そしてみつけだした方法はヒッチハイクだった


高速道路にたって親指を立てる

それもジェスチャーにコツもあった

できるだけ大きなジェスチャーをする


あの頃からダンサーの才能があったのかもしれない

親指をたてた腕を出来るだけ差し伸べる

そして

車一つ一つに笑顔を見せる。


あるいは

ガソリンスタンドで

親切そうな人に声をかける

親切そうで安全だそうだというと

たいがい家族ずれだったが

割合と簡単に乗せてくれた


80年代のブラジル

まだ平和だったのだろうと思う

今では考えられないことだ

乗せるほうも

乗せてもらうほうも


。。。。。。。。。。。。。。。。。。。。。。。。。。。。。。。。。。。。。。。。。。。。。。。。。

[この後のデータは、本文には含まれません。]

// Copyright Materialize, Inc. and contributors. All rights reserved.
//
// Use of this software is governed by the Business Source License
// included in the LICENSE file.
//
// As of the Change Date specified in that file, in accordance with
// the Business Source License, use of this software will be governed
// by the Apache License, Version 2.0.

use realm_orchestrator::StoreError;
use realm_types::RealmId;

/// An error raised while reconciling a realm.
#[derive(Debug, thiserror::Error)]
pub enum Error {
    /// A backend call failed. The notification is retried.
    #[error("backend error: {0:#}")]
    Backend(#[from] anyhow::Error),
    /// The status store failed for a reason other than a write conflict.
    #[error("status store error: {0}")]
    Store(#[source] StoreError),
    /// Every attempt to write a realm's status lost a race with another
    /// writer. The controller can no longer tell what state the realm is in.
    #[error("gave up writing status for realm {realm_id} after {attempts} conflicting attempts")]
    StatusWriteExhausted { realm_id: RealmId, attempts: usize },
    /// State could not be reconstructed at startup.
    #[error("recovery failed: {0:#}")]
    Recovery(#[source] anyhow::Error),
}

impl Error {
    /// Whether the error must stop the controller.
    pub fn is_fatal(&self) -> bool {
        matches!(self, Error::StatusWriteExhausted { .. } | Error::Recovery(_))
    }
}

impl From<StoreError> for Error {
    fn from(e: StoreError) -> Error {
        Error::Store(e)
    }
}
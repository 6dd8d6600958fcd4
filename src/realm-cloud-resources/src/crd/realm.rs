// Copyright Materialize, Inc. and contributors. All rights reserved.
//
// Use of this software is governed by the Business Source License
// included in the LICENSE file.
//
// As of the Change Date specified in that file, in accordance with
// the Business Source License, use of this software will be governed
// by the Apache License, Version 2.0.

//! The `Realm` custom resource, reconciled into instances by realmd.

use kube::{CustomResource, ResourceExt};
use realm_types::{RealmId, RealmSpec, RealmStatus};
use schemars::JsonSchema;
use serde::{Deserialize, Serialize};

pub mod v1alpha1 {
    use super::*;

    /// Declares the desired configuration of a realm.
    #[derive(CustomResource, Clone, Debug, Default, PartialEq, Deserialize, Serialize, JsonSchema)]
    #[serde(rename_all = "camelCase")]
    #[kube(
        namespaced,
        group = "realmd.io",
        version = "v1alpha1",
        kind = "Realm",
        singular = "realm",
        plural = "realms",
        status = "RealmStatus",
        printcolumn = r#"{"name": "Image", "type": "string", "description": "Image run by new instances.", "jsonPath": ".spec.image"}"#,
        printcolumn = r#"{"name": "Replicas", "type": "integer", "description": "Replicas per instance.", "jsonPath": ".spec.replicas"}"#,
        printcolumn = r#"{"name": "SpecHash", "type": "string", "description": "Spec hash the realm was last reconciled towards.", "jsonPath": ".status.currentSpecHash", "priority": 1}"#
    )]
    pub struct RealmResourceSpec {
        #[serde(flatten)]
        pub template: RealmSpec,
    }

    impl Realm {
        pub fn realm_id(&self) -> RealmId {
            RealmId::new(self.name_any())
        }

        /// The declaration this resource stands for. Resources without a
        /// namespace are placed in `default_namespace`.
        pub fn declaration(&self, default_namespace: &str) -> realm_types::Realm {
            let namespace = self
                .namespace()
                .unwrap_or_else(|| default_namespace.to_string());
            realm_types::Realm::new(self.realm_id(), namespace, self.spec.template.clone())
        }
    }
}
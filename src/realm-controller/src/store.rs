// Copyright Materialize, Inc. and contributors. All rights reserved.
//
// Use of this software is governed by the Business Source License
// included in the LICENSE file.
//
// As of the Change Date specified in that file, in accordance with
// the Business Source License, use of this software will be governed
// by the Apache License, Version 2.0.

//! A [`StatusStore`] kept in process memory.

use std::collections::BTreeMap;
use std::sync::Mutex;

use async_trait::async_trait;

use realm_orchestrator::{StatusStore, StoreError, Versioned};
use realm_types::{RealmId, RealmStatus};

/// Status records held in memory, versioned by a per-record write counter.
///
/// Used by backends whose state does not survive a restart on its own; the
/// persisted recovery record fills that gap.
#[derive(Debug, Default)]
pub struct InMemoryStatusStore {
    records: Mutex<BTreeMap<RealmId, (u64, RealmStatus)>>,
}

impl InMemoryStatusStore {
    pub fn new() -> InMemoryStatusStore {
        InMemoryStatusStore::default()
    }
}

#[async_trait]
impl StatusStore for InMemoryStatusStore {
    async fn read(&self, realm_id: &RealmId) -> Result<Option<Versioned<RealmStatus>>, StoreError> {
        let records = self.records.lock().expect("lock poisoned");
        Ok(records.get(realm_id).map(|(version, status)| Versioned {
            value: status.clone(),
            version: Some(version.to_string()),
        }))
    }

    async fn write(&self, status: &RealmStatus, version: Option<&str>) -> Result<(), StoreError> {
        let mut records = self.records.lock().expect("lock poisoned");
        let current = records.get(&status.realm_id).map(|(v, _)| v.to_string());
        if current.as_deref() != version {
            return Err(StoreError::Conflict(status.realm_id.clone()));
        }
        let next = records.get(&status.realm_id).map_or(1, |(v, _)| v + 1);
        records.insert(status.realm_id.clone(), (next, status.clone()));
        Ok(())
    }

    async fn remove(&self, realm_id: &RealmId) -> Result<(), StoreError> {
        self.records.lock().expect("lock poisoned").remove(realm_id);
        Ok(())
    }

    async fn list(&self) -> Result<Vec<RealmStatus>, StoreError> {
        let records = self.records.lock().expect("lock poisoned");
        Ok(records.values().map(|(_, status)| status.clone()).collect())
    }
}

#[cfg(test)]
mod tests {
    use super::*;

    #[tokio::test]
    async fn stale_writes_are_rejected() {
        let store = InMemoryStatusStore::new();
        let status = RealmStatus::new("r1".into(), "default");
        store.write(&status, None).await.unwrap();

        let read = store.read(&"r1".into()).await.unwrap().unwrap();
        let version = read.version.clone();
        store.write(&read.value, version.as_deref()).await.unwrap();

        // The record moved on since `read` was taken.
        let err = store
            .write(&read.value, version.as_deref())
            .await
            .unwrap_err();
        assert!(matches!(err, StoreError::Conflict(_)));

        // Creating a record that already exists is also a conflict.
        assert!(matches!(
            store.write(&status, None).await,
            Err(StoreError::Conflict(_))
        ));
    }
}
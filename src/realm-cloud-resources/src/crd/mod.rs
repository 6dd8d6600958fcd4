// Copyright Materialize, Inc. and contributors. All rights reserved.
//
// Use of this software is governed by the Business Source License
// included in the LICENSE file.
//
// As of the Change Date specified in that file, in accordance with
// the Business Source License, use of this software will be governed
// by the Apache License, Version 2.0.

use k8s_openapi::apiextensions_apiserver::pkg::apis::apiextensions::v1::CustomResourceDefinition;
use kube::CustomResourceExt;

pub mod realm;

/// Every custom resource definition the operator relies on.
pub fn definitions() -> Vec<CustomResourceDefinition> {
    vec![realm::v1alpha1::Realm::crd()]
}
// Copyright Materialize, Inc. and contributors. All rights reserved.
//
// Use of this software is governed by the Business Source License
// included in the LICENSE file.
//
// As of the Change Date specified in that file, in accordance with
// the Business Source License, use of this software will be governed
// by the Apache License, Version 2.0.

//! Realm declarations kept as JSON files in a directory.

use std::collections::BTreeMap;
use std::io;
use std::path::{Path, PathBuf};
use std::time::{Duration, SystemTime};

use anyhow::Context;
use async_trait::async_trait;
use futures::stream::{self, BoxStream, StreamExt};
use serde::{Deserialize, Serialize};
use tracing::warn;

use realm_orchestrator::{Notification, NotificationKind, RealmSource};
use realm_types::{Realm, RealmId, RealmSpec, SpecHash};

/// The contents of `<realm>.json`.
#[derive(Debug, Clone, PartialEq, Eq, Serialize, Deserialize)]
#[serde(rename_all = "camelCase")]
pub struct RealmFile {
    #[serde(default, skip_serializing_if = "Option::is_none")]
    pub namespace: Option<String>,
    #[serde(flatten)]
    pub spec: RealmSpec,
}

/// Reads realm declarations from `<dir>/<realm>.json`, where the file stem
/// is the realm id.
#[derive(Debug, Clone)]
pub struct FileRealmSource {
    dir: PathBuf,
    default_namespace: String,
    poll_interval: Duration,
}

impl FileRealmSource {
    pub fn new(
        dir: impl Into<PathBuf>,
        default_namespace: impl Into<String>,
        poll_interval: Duration,
    ) -> FileRealmSource {
        FileRealmSource {
            dir: dir.into(),
            default_namespace: default_namespace.into(),
            poll_interval,
        }
    }

    fn path(&self, realm_id: &RealmId) -> PathBuf {
        self.dir.join(format!("{realm_id}.json"))
    }

    fn read(
        &self,
        realm_id: &RealmId,
        path: &Path,
    ) -> Result<Option<(Realm, SystemTime)>, anyhow::Error> {
        let contents = match std::fs::read(path) {
            Ok(contents) => contents,
            Err(e) if e.kind() == io::ErrorKind::NotFound => return Ok(None),
            Err(e) => return Err(e).with_context(|| format!("reading {}", path.display())),
        };
        let modified = std::fs::metadata(path)?.modified()?;
        let file: RealmFile = serde_json::from_slice(&contents)
            .with_context(|| format!("parsing {}", path.display()))?;
        let namespace = file
            .namespace
            .unwrap_or_else(|| self.default_namespace.clone());
        Ok(Some((Realm::new(realm_id.clone(), namespace, file.spec), modified)))
    }

    /// Lists the ids of all declared realms.
    fn scan(&self) -> Result<Vec<(RealmId, PathBuf)>, anyhow::Error> {
        let entries = match std::fs::read_dir(&self.dir) {
            Ok(entries) => entries,
            Err(e) if e.kind() == io::ErrorKind::NotFound => return Ok(vec![]),
            Err(e) => {
                return Err(e).with_context(|| format!("listing {}", self.dir.display()))
            }
        };
        let mut realms = vec![];
        for entry in entries {
            let path = entry?.path();
            if path.extension().and_then(|e| e.to_str()) != Some("json") {
                continue;
            }
            if let Some(stem) = path.file_stem().and_then(|s| s.to_str()) {
                realms.push((RealmId::new(stem), path.clone()));
            }
        }
        realms.sort();
        Ok(realms)
    }

    /// Compares the directory with what was `seen` last time.
    fn poll(&self, seen: &mut BTreeMap<RealmId, (SpecHash, SystemTime)>) -> Vec<Notification> {
        let realms = match self.scan() {
            Ok(realms) => realms,
            Err(e) => {
                warn!("failed to list realm declarations: {e:#}");
                return vec![];
            }
        };
        let mut notifications = vec![];
        let mut present = BTreeMap::new();
        for (realm_id, path) in realms {
            let (realm, modified) = match self.read(&realm_id, &path) {
                Ok(Some(declaration)) => declaration,
                Ok(None) => continue,
                Err(e) => {
                    warn!(realm_id = %realm_id, "ignoring realm declaration: {e:#}");
                    if let Some(previous) = seen.get(&realm_id) {
                        present.insert(realm_id, previous.clone());
                    }
                    continue;
                }
            };
            let kind = match seen.get(&realm_id) {
                None => Some(NotificationKind::Add),
                Some((hash, _)) if *hash != realm.spec_hash => Some(NotificationKind::UpdateSpec),
                Some((_, previous)) if *previous != modified => Some(NotificationKind::UpdateSpec),
                Some(_) => None,
            };
            if let Some(kind) = kind {
                notifications.push(
                    Notification::new(kind, realm_id.clone())
                        .with_spec_hash(realm.spec_hash.clone()),
                );
            }
            present.insert(realm_id, (realm.spec_hash, modified));
        }
        for realm_id in seen.keys() {
            if !present.contains_key(realm_id) {
                notifications.push(Notification::new(NotificationKind::Delete, realm_id.clone()));
            }
        }
        *seen = present;
        notifications
    }
}

#[async_trait]
impl RealmSource for FileRealmSource {
    async fn get(&self, realm_id: &RealmId) -> Result<Option<Realm>, anyhow::Error> {
        let path = self.path(realm_id);
        Ok(self.read(realm_id, &path)?.map(|(realm, _)| realm))
    }

    async fn list(&self) -> Result<Vec<Realm>, anyhow::Error> {
        let mut realms = vec![];
        for (realm_id, path) in self.scan()? {
            match self.read(&realm_id, &path) {
                Ok(Some((realm, _))) => realms.push(realm),
                Ok(None) => {}
                Err(e) => warn!(realm_id = %realm_id, "ignoring realm declaration: {e:#}"),
            }
        }
        Ok(realms)
    }

    fn watch(&self) -> BoxStream<'static, Notification> {
        let source = self.clone();
        let seen = BTreeMap::new();
        stream::unfold((source, seen, true), |(source, mut seen, first)| async move {
            if !first {
                tokio::time::sleep(source.poll_interval).await;
            }
            let batch = source.poll(&mut seen);
            Some((stream::iter(batch), (source, seen, false)))
        })
        .flatten()
        .boxed()
    }
}
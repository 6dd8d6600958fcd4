// Copyright Materialize, Inc. and contributors. All rights reserved.
//
// Use of this software is governed by the Business Source License
// included in the LICENSE file.
//
// As of the Change Date specified in that file, in accordance with
// the Business Source License, use of this software will be governed
// by the Apache License, Version 2.0.

//! The internal HTTP server: metrics, liveness and realm status.

use std::sync::Arc;

use axum::extract::{Path, State};
use axum::http::StatusCode;
use axum::response::{IntoResponse, Response};
use axum::routing::{get, post};
use axum::{Json, Router};
use prometheus::{Encoder, Registry, TextEncoder};
use tracing::info;

use realm_controller::Controller;
use realm_types::{InstanceKey, RealmId, RealmStatus, SpecHash};

struct HttpState {
    controller: Arc<Controller>,
    registry: Registry,
}

pub fn router(controller: Arc<Controller>, registry: Registry) -> Router {
    Router::new()
        .route("/metrics", get(handle_metrics))
        .route("/api/livez", get(handle_livez))
        .route("/api/realms", get(handle_realms))
        .route("/api/realms/:realm_id", get(handle_realm))
        .route(
            "/api/realms/:realm_id/instances/:spec_hash/:revision/recycle",
            post(handle_recycle),
        )
        .with_state(Arc::new(HttpState {
            controller,
            registry,
        }))
}

/// An error rendered as a plain text response.
struct HttpError(StatusCode, String);

impl IntoResponse for HttpError {
    fn into_response(self) -> Response {
        (self.0, self.1).into_response()
    }
}

impl HttpError {
    fn internal(e: impl std::fmt::Display) -> HttpError {
        HttpError(StatusCode::INTERNAL_SERVER_ERROR, e.to_string())
    }
}

impl From<realm_controller::Error> for HttpError {
    fn from(e: realm_controller::Error) -> HttpError {
        HttpError::internal(e)
    }
}

async fn handle_metrics(State(state): State<Arc<HttpState>>) -> Result<String, HttpError> {
    let metric_families = state.registry.gather();
    let mut buffer = Vec::new();
    TextEncoder::new()
        .encode(&metric_families, &mut buffer)
        .map_err(HttpError::internal)?;
    String::from_utf8(buffer).map_err(HttpError::internal)
}

async fn handle_livez() -> &'static str {
    "ok"
}

async fn handle_realms(
    State(state): State<Arc<HttpState>>,
) -> Result<Json<Vec<RealmStatus>>, HttpError> {
    Ok(Json(state.controller.statuses().await?))
}

async fn handle_realm(
    State(state): State<Arc<HttpState>>,
    Path(realm_id): Path<String>,
) -> Result<Json<RealmStatus>, HttpError> {
    let realm_id = RealmId::new(realm_id);
    match state.controller.status(&realm_id).await? {
        Some(status) => Ok(Json(status)),
        None => Err(HttpError(
            StatusCode::NOT_FOUND,
            format!("no realm {realm_id}"),
        )),
    }
}

async fn handle_recycle(
    State(state): State<Arc<HttpState>>,
    Path((realm_id, spec_hash, revision)): Path<(String, String, u64)>,
) -> Result<StatusCode, HttpError> {
    let key = InstanceKey::new(RealmId::new(realm_id), SpecHash::new(spec_hash), revision);
    let status = state.controller.status(&key.realm_id).await?;
    let Some(instance) = status.as_ref().and_then(|s| s.instance(&key)) else {
        return Err(HttpError(
            StatusCode::NOT_FOUND,
            format!("no instance {key}"),
        ));
    };
    if instance.is_latest {
        return Err(HttpError(
            StatusCode::CONFLICT,
            format!("instance {key} serves the realm's traffic"),
        ));
    }
    info!(instance = %key, "recycling instance on request");
    state.controller.recycle_now(&key).await;
    Ok(StatusCode::ACCEPTED)
}
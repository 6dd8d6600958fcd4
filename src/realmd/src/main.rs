// Copyright Materialize, Inc. and contributors. All rights reserved.
//
// Use of this software is governed by the Business Source License
// included in the LICENSE file.
//
// As of the Change Date specified in that file, in accordance with
// the Business Source License, use of this software will be governed
// by the Apache License, Version 2.0.

//! The realm deployment operator.

use std::future::IntoFuture;
use std::net::SocketAddr;
use std::path::PathBuf;
use std::process;
use std::sync::Arc;
use std::time::Duration;

use anyhow::Context;
use clap::Parser;
use futures::stream::BoxStream;
use prometheus::Registry;
use tokio::net::TcpListener;
use tokio::sync::mpsc;
use tracing::{error, info};
use tracing_subscriber::layer::SubscriberExt;
use tracing_subscriber::util::SubscriberInitExt;
use tracing_subscriber::EnvFilter;

use realm_controller::audit::AuditLog;
use realm_controller::client::{HttpReplicaClient, HttpReplicaClientConfig};
use realm_controller::metrics::Metrics;
use realm_controller::readiness::ProbeConfig;
use realm_controller::recycle::RecycleConfig;
use realm_controller::store::InMemoryStatusStore;
use realm_controller::{producer, task, Collaborators, Controller, ControllerConfig};
use realm_orchestrator::{Notification, RealmSource};
use realm_orchestrator_kubernetes::source::KubernetesRealmSource;
use realm_orchestrator_kubernetes::status::KubernetesStatusStore;
use realm_orchestrator_kubernetes::{KubernetesOrchestrator, KubernetesOrchestratorConfig};
use realm_orchestrator_process::recovery::FileRecoveryStore;
use realm_orchestrator_process::source::FileRealmSource;
use realm_orchestrator_process::{ProcessOrchestrator, ProcessOrchestratorConfig};

mod http;

const DEFAULT_LOG_FILTER: &str = "realmd=info,realm_controller=info,\
    realm_orchestrator_kubernetes=info,realm_orchestrator_process=info";

#[derive(clap::ValueEnum, Debug, Clone, Copy, PartialEq, Eq)]
enum Backend {
    /// Run instances as StatefulSets in a Kubernetes cluster.
    Kubernetes,
    /// Run instances as processes on this machine.
    Process,
}

#[derive(Parser, Debug)]
#[clap(name = "realmd", next_line_help = true)]
struct Args {
    // === Backend options. ===
    /// Where realm instances run.
    #[clap(long, env = "REALMD_BACKEND", value_enum, default_value = "kubernetes")]
    backend: Backend,
    /// The namespace realms are declared in and default to. Defaults to the
    /// namespace of the Kubernetes context, or `default` for the process
    /// backend.
    #[clap(long, env = "REALMD_NAMESPACE")]
    namespace: Option<String>,
    /// The Kubernetes context to use.
    #[clap(long, env = "REALMD_KUBERNETES_CONTEXT")]
    kubernetes_context: Option<String>,
    /// The image pull policy of replica containers.
    #[clap(long, env = "REALMD_IMAGE_PULL_POLICY")]
    image_pull_policy: Option<String>,
    /// Where the process backend keeps instance state.
    #[clap(long, env = "REALMD_DATA_DIR", default_value = "realmd-data")]
    data_dir: PathBuf,
    /// Where the process backend reads `<realm>.json` declarations from.
    #[clap(long, env = "REALMD_REALMS_DIR", default_value = "realms")]
    realms_dir: PathBuf,
    /// How often the process backend rescans the realms directory.
    #[clap(long, env = "REALMD_POLL_INTERVAL", value_parser = humantime::parse_duration, default_value = "1s")]
    poll_interval: Duration,

    // === Controller options. ===
    /// The capacity of the notification queue.
    #[clap(long, env = "REALMD_QUEUE_CAPACITY", default_value = "1024")]
    queue_capacity: usize,
    /// How often replicas are polled before an instance is declared failed.
    #[clap(long, env = "REALMD_PROBE_ATTEMPTS", default_value = "24")]
    probe_attempts: u32,
    /// The pause between readiness polls.
    #[clap(long, env = "REALMD_PROBE_INTERVAL", value_parser = humantime::parse_duration, default_value = "5s")]
    probe_interval: Duration,
    /// How often a replica's sessions are queried before it counts as busy.
    #[clap(long, env = "REALMD_RECYCLE_ATTEMPTS", default_value = "3")]
    recycle_attempts: u32,
    /// The timeout of a single session query.
    #[clap(long, env = "REALMD_RECYCLE_TIMEOUT", value_parser = humantime::parse_duration, default_value = "2s")]
    recycle_timeout: Duration,
    /// Treat every superseded instance as recyclable, ignoring its sessions.
    #[clap(long, env = "REALMD_FORCE_RECYCLE")]
    force_recycle: bool,
    /// How often a conflicting status write is retried before giving up.
    #[clap(long, env = "REALMD_STATUS_WRITE_ATTEMPTS", default_value = "5")]
    status_write_attempts: usize,
    /// How often every realm is reconciled without a triggering event.
    #[clap(long, env = "REALMD_RESYNC_INTERVAL", value_parser = humantime::parse_duration, default_value = "30s")]
    resync_interval: Duration,
    /// The path of the replicas' health endpoint.
    #[clap(long, env = "REALMD_HEALTH_PATH", default_value = "/healthz")]
    health_path: String,
    /// The path of the replicas' active sessions endpoint.
    #[clap(long, env = "REALMD_SESSIONS_PATH", default_value = "/api/sessions")]
    sessions_path: String,

    // === Observability options. ===
    /// The address of the internal HTTP server.
    #[clap(long, env = "REALMD_LISTEN_ADDR", default_value = "127.0.0.1:6880")]
    listen_addr: SocketAddr,
    /// A file lifecycle events are appended to as JSON lines.
    #[clap(long, env = "REALMD_AUDIT_LOG")]
    audit_log: Option<PathBuf>,
    /// Which log messages to emit.
    #[clap(long, env = "REALMD_LOG_FILTER", default_value = DEFAULT_LOG_FILTER)]
    log_filter: String,
}

/// The backend-specific pieces of the operator.
struct Wiring {
    default_namespace: String,
    collaborators: Collaborators,
    producers: Vec<(&'static str, BoxStream<'static, Notification>)>,
}

#[tokio::main]
async fn main() {
    let args = Args::parse();

    let filter = match EnvFilter::try_new(&args.log_filter) {
        Ok(filter) => filter,
        Err(e) => {
            eprintln!("realmd: invalid log filter {:?}: {e}", args.log_filter);
            process::exit(1);
        }
    };
    tracing_subscriber::registry()
        .with(filter)
        .with(tracing_subscriber::fmt::layer())
        .init();

    if let Err(err) = run(args).await {
        error!("realmd: fatal: {err:#}");
        process::exit(1);
    }
}

async fn run(args: Args) -> Result<(), anyhow::Error> {
    let replica_client = Arc::new(HttpReplicaClient::new(HttpReplicaClientConfig {
        health_path: args.health_path.clone(),
        sessions_path: args.sessions_path.clone(),
        request_timeout: args.recycle_timeout,
    })?);
    let wiring = match args.backend {
        Backend::Kubernetes => kubernetes_wiring(&args, replica_client).await?,
        Backend::Process => process_wiring(&args, replica_client)?,
    };
    info!(backend = ?args.backend, namespace = %wiring.default_namespace, "starting realmd");

    let registry = Registry::new();
    let metrics = Metrics::register_into(&registry).context("registering metrics")?;
    let audit = match &args.audit_log {
        Some(path) => AuditLog::with_file(path)
            .with_context(|| format!("opening audit log {}", path.display()))?,
        None => AuditLog::new(),
    };

    let config = ControllerConfig {
        default_namespace: wiring.default_namespace.clone(),
        status_write_attempts: args.status_write_attempts,
        probe: ProbeConfig {
            attempts: args.probe_attempts,
            interval: args.probe_interval,
        },
        recycle: RecycleConfig {
            attempts: args.recycle_attempts,
            timeout: args.recycle_timeout,
            force: args.force_recycle,
            ..Default::default()
        },
        metrics_interval: args.resync_interval,
        ..Default::default()
    };
    let source = Arc::clone(&wiring.collaborators.source);
    let (queue_tx, queue_rx) = mpsc::channel(args.queue_capacity);
    let controller = Arc::new(Controller::new(
        config,
        wiring.collaborators,
        Arc::new(audit),
        metrics,
        queue_tx.clone(),
    ));

    // A missing realm definition or unreachable store surfaces here.
    let recovered = controller.recover().await?;
    info!("recovered {} realms", recovered.len());

    let mut tasks = vec![];
    let recovered_tx = queue_tx.clone();
    tasks.push(task::spawn(
        || "enqueue-recovered".into(),
        async move {
            for notification in recovered {
                if recovered_tx.send(notification).await.is_err() {
                    return;
                }
            }
        },
    ));
    for (name, stream) in wiring.producers {
        tasks.push(task::spawn(
            || format!("producer:{name}"),
            producer::forward(stream, queue_tx.clone()),
        ));
    }
    tasks.push(task::spawn(
        || "producer:resync".into(),
        producer::resync(source, queue_tx.clone(), args.resync_interval),
    ));
    drop(queue_tx);

    let listener = TcpListener::bind(args.listen_addr)
        .await
        .with_context(|| format!("binding {}", args.listen_addr))?;
    info!("internal HTTP server listening on {}", listener.local_addr()?);
    let router = http::router(Arc::clone(&controller), registry);
    let _server = task::spawn(
        || "internal-http-server".into(),
        axum::serve(listener, router).into_future(),
    );

    tokio::select! {
        result = controller.run(queue_rx) => result?,
        _ = tokio::signal::ctrl_c() => info!("received interrupt, shutting down"),
    }
    Ok(())
}

async fn kubernetes_wiring(
    args: &Args,
    replica_client: Arc<HttpReplicaClient>,
) -> Result<Wiring, anyhow::Error> {
    let orchestrator = KubernetesOrchestrator::new(KubernetesOrchestratorConfig {
        context: args.kubernetes_context.clone(),
        image_pull_policy: args.image_pull_policy.clone(),
        ..Default::default()
    })
    .await
    .context("connecting to Kubernetes")?;
    let namespace = args
        .namespace
        .clone()
        .unwrap_or_else(|| orchestrator.default_namespace().to_string());
    let client = orchestrator.client().clone();
    let source = Arc::new(KubernetesRealmSource::new(client.clone(), &namespace));
    let producers = vec![
        ("realms", source.watch()),
        ("replicas", orchestrator.watch_replicas(&namespace)),
    ];
    // The custom resource's status subresource survives restarts, so no
    // separate recovery record is kept.
    let collaborators = Collaborators {
        orchestrator: Arc::new(orchestrator),
        source,
        store: Arc::new(KubernetesStatusStore::new(client, &namespace)),
        recovery: None,
        replica_client,
    };
    Ok(Wiring {
        default_namespace: namespace,
        collaborators,
        producers,
    })
}

fn process_wiring(
    args: &Args,
    replica_client: Arc<HttpReplicaClient>,
) -> Result<Wiring, anyhow::Error> {
    let namespace = args.namespace.clone().unwrap_or_else(|| "default".into());
    let orchestrator = ProcessOrchestrator::new(ProcessOrchestratorConfig::new(&args.data_dir))?;
    let source = Arc::new(FileRealmSource::new(
        &args.realms_dir,
        &namespace,
        args.poll_interval,
    ));
    let producers = vec![("realms", source.watch())];
    let collaborators = Collaborators {
        orchestrator: Arc::new(orchestrator),
        source,
        store: Arc::new(InMemoryStatusStore::new()),
        recovery: Some(Arc::new(FileRecoveryStore::new(
            args.data_dir.join("recovery.json"),
        ))),
        replica_client,
    };
    Ok(Wiring {
        default_namespace: namespace,
        collaborators,
        producers,
    })
}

。



いろいろ心にの残るエピソードもある


ワールドカップ1982年

ブラジル・イタリア

たしか連休の前日だったのだろう

正午に終わった授業のあと

リオ・サンパウロを結ぶづドゥトラ高速道路にヒッチハイクに立った。

試合の少し前だったけれど

とにかく家に帰りたかった


あんなドゥトラ見たのは初めてだった

静まり返った道路

車一台通らなかった


一人ぼっちで静かな高速道路をみながら

ああ、もしここでウエスタン映画で見かける

丸いくるくると飛ばされる

樹の根っこが目の前に通っても不自然ないな

と一人で笑った。


ふと気がつくと

と遠くで手を振っている人がいた

同じように道路端に立っている


近づいてきて始めて分かったのは

同級生で

ちょっとかっこいい

日に焼けたサファー


それまで声を交わしたことは無かった


ねぇ、ヒッチハイクできるかな

さあ、一台も通らなかったら無理だね

どうしてサンパウロに帰りたいの

ガールフレンドの誕生日なんだ


そうか、大学に入って、たった3ヶ月間位だった

みんな大切な人と離れたばかりだった


ねえ、ウエスタンのまあるい樹の根っこが通り過ぎるように感じない?

二人で笑った。

一緒に旅だってもいいなと思わせるくったない笑い声だった


。。。。。。。。。。。。。。。。。。。。。。。。。。。。。。。。。。。。。。。。。。。。。


そして、その日、

やはり家族と会いたくてならない

ダンプの運転手とともにリオからサンパウロまで走った。

ラジオで試合を聞きながら


そしてイタリア3・ブラジル2


。。。。。。。。。。。。。。。。。。。。。。。。。。。。。。。。。。。。。。。。。。。。。。。。


実家について

歓迎してもらったがやっぱりなにか悲しい様子だった

父さんは

今晩はピザパイ食べにいく計画だったけど

中華料理でも食べに行こうかと言った


。。。。。。。。。。。。。。。。。。。。。。。。。。。。。。。。。。。。。。。。。。。。。。。。。


あの時一緒にヒッチハイクしたJくん

今はサンパウロ大学の教授です。

時々インターネットで再会します。5年に一回ぐらいかな


そして、そのたびの挨拶は


ねえ、覚えてる、あのワールドカップのブラジル対イタリアの冒険?


そして


毎回答えてきます


もちろん。




。。。。。。。。。。。。。。。。。。。。。。。。。。。。。。。。。。。。。。。。。。。。。。。




あの頃、もっとも愛したものは海でした。